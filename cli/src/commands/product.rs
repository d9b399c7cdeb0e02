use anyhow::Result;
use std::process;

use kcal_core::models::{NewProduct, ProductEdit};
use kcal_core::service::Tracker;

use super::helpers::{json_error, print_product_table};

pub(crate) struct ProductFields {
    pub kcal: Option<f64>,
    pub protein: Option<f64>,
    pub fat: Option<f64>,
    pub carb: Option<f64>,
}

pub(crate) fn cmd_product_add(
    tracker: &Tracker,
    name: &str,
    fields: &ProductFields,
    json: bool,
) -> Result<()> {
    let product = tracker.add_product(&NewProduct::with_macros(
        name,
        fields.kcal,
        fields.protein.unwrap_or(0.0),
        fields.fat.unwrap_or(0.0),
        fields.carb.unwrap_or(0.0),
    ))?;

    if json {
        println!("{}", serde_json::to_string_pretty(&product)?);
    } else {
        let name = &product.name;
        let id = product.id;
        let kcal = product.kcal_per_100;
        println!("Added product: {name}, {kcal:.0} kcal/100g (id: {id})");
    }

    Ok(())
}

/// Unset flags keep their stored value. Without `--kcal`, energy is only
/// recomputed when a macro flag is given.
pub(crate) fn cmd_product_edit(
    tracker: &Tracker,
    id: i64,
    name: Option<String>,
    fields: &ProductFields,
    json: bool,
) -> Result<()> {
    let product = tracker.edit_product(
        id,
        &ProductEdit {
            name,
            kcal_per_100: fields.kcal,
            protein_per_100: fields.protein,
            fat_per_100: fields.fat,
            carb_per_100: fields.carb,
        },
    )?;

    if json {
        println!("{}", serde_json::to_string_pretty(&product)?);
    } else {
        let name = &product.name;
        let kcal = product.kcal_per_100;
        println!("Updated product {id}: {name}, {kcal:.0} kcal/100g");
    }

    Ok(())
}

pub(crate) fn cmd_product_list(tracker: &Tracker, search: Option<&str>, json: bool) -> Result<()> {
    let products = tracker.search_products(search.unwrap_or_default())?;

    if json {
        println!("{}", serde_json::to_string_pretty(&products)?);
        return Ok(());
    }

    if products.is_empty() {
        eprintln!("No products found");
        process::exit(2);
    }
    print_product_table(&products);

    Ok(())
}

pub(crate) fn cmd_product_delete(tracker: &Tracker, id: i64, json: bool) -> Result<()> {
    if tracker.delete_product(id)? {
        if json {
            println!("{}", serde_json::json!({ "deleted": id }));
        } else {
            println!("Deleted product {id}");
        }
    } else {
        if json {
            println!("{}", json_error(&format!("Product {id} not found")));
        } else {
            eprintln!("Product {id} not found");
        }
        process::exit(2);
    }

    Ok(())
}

===

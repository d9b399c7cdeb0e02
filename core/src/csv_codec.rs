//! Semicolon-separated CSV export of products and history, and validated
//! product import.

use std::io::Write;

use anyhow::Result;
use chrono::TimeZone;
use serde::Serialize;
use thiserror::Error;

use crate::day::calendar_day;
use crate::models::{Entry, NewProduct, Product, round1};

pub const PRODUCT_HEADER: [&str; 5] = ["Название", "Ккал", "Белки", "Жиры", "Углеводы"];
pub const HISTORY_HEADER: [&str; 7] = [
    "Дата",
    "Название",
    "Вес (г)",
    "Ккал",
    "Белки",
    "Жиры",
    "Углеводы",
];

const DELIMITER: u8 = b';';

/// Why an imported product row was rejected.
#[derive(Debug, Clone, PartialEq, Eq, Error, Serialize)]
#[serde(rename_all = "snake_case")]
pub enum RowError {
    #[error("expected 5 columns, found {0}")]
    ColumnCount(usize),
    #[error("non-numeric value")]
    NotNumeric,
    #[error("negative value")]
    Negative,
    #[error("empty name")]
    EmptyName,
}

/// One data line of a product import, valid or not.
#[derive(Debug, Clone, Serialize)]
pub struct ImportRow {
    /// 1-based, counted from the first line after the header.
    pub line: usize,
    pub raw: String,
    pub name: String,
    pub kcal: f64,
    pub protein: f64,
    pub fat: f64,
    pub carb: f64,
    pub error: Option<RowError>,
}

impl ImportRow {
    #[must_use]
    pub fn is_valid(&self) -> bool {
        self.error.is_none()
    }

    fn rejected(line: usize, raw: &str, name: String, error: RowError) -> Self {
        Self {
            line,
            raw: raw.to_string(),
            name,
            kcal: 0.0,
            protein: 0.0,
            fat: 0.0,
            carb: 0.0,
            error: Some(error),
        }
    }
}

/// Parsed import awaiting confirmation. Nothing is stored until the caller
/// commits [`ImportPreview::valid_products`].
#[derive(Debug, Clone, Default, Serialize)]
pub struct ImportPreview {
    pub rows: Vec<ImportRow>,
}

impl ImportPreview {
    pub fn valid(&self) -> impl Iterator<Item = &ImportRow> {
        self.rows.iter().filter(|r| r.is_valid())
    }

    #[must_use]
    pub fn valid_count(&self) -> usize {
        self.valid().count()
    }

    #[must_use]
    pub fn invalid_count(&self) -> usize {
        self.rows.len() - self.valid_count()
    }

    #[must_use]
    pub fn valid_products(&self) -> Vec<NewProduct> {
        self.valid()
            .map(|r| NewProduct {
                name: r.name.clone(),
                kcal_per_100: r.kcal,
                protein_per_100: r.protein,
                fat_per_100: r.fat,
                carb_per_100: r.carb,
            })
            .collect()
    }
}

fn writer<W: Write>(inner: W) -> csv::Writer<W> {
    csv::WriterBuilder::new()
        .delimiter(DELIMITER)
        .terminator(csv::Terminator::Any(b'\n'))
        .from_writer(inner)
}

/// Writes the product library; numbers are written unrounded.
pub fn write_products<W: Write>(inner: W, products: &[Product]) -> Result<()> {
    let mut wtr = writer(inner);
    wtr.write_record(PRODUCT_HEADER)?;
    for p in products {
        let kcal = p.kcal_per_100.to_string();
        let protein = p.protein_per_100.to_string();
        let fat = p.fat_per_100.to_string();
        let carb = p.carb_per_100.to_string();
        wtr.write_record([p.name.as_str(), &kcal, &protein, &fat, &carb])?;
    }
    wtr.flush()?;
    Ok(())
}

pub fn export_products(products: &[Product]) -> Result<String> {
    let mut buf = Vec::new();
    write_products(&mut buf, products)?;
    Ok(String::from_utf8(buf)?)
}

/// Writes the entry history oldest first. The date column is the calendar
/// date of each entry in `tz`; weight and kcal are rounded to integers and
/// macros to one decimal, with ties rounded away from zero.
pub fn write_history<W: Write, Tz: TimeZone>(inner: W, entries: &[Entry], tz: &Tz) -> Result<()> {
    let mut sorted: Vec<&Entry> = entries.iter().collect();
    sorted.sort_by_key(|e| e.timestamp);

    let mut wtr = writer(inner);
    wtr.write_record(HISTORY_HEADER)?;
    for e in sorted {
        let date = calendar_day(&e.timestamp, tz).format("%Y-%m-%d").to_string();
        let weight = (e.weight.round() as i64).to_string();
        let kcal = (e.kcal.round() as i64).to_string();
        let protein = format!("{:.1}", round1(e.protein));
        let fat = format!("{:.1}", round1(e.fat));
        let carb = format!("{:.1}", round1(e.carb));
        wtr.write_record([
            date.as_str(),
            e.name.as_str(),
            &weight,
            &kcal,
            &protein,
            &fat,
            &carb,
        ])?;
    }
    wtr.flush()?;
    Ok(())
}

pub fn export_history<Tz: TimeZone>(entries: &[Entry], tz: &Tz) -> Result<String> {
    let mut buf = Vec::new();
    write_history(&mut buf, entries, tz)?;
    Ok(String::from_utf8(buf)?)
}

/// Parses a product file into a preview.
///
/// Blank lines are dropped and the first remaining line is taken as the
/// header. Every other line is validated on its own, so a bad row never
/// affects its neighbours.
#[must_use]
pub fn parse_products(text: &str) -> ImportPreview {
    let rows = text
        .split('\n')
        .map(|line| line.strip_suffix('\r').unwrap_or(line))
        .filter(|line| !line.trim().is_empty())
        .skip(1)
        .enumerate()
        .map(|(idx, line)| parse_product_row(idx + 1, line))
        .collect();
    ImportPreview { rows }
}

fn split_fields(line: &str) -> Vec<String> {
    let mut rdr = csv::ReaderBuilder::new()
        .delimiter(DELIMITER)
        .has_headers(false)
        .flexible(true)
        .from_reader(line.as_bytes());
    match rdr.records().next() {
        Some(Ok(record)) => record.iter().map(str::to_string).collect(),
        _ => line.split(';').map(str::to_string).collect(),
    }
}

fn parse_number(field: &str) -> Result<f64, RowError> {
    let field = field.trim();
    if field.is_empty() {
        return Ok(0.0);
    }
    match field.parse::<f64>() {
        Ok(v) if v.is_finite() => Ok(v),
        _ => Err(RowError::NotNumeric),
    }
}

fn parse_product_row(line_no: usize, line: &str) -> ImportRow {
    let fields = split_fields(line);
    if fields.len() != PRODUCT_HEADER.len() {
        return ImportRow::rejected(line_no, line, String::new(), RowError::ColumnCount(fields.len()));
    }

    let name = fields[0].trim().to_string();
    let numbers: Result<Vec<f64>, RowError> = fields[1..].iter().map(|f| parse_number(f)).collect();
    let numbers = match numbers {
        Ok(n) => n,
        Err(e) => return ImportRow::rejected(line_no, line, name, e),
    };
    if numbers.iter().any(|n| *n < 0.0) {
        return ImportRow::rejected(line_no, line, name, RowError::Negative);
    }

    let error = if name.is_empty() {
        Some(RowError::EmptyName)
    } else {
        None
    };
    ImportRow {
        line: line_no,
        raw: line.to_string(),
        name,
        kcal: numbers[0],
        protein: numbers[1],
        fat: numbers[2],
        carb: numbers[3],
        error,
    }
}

===

## The problem
For the string "rows", report how many lines of the records contain it, giving the number only.

## Result for this exercise
5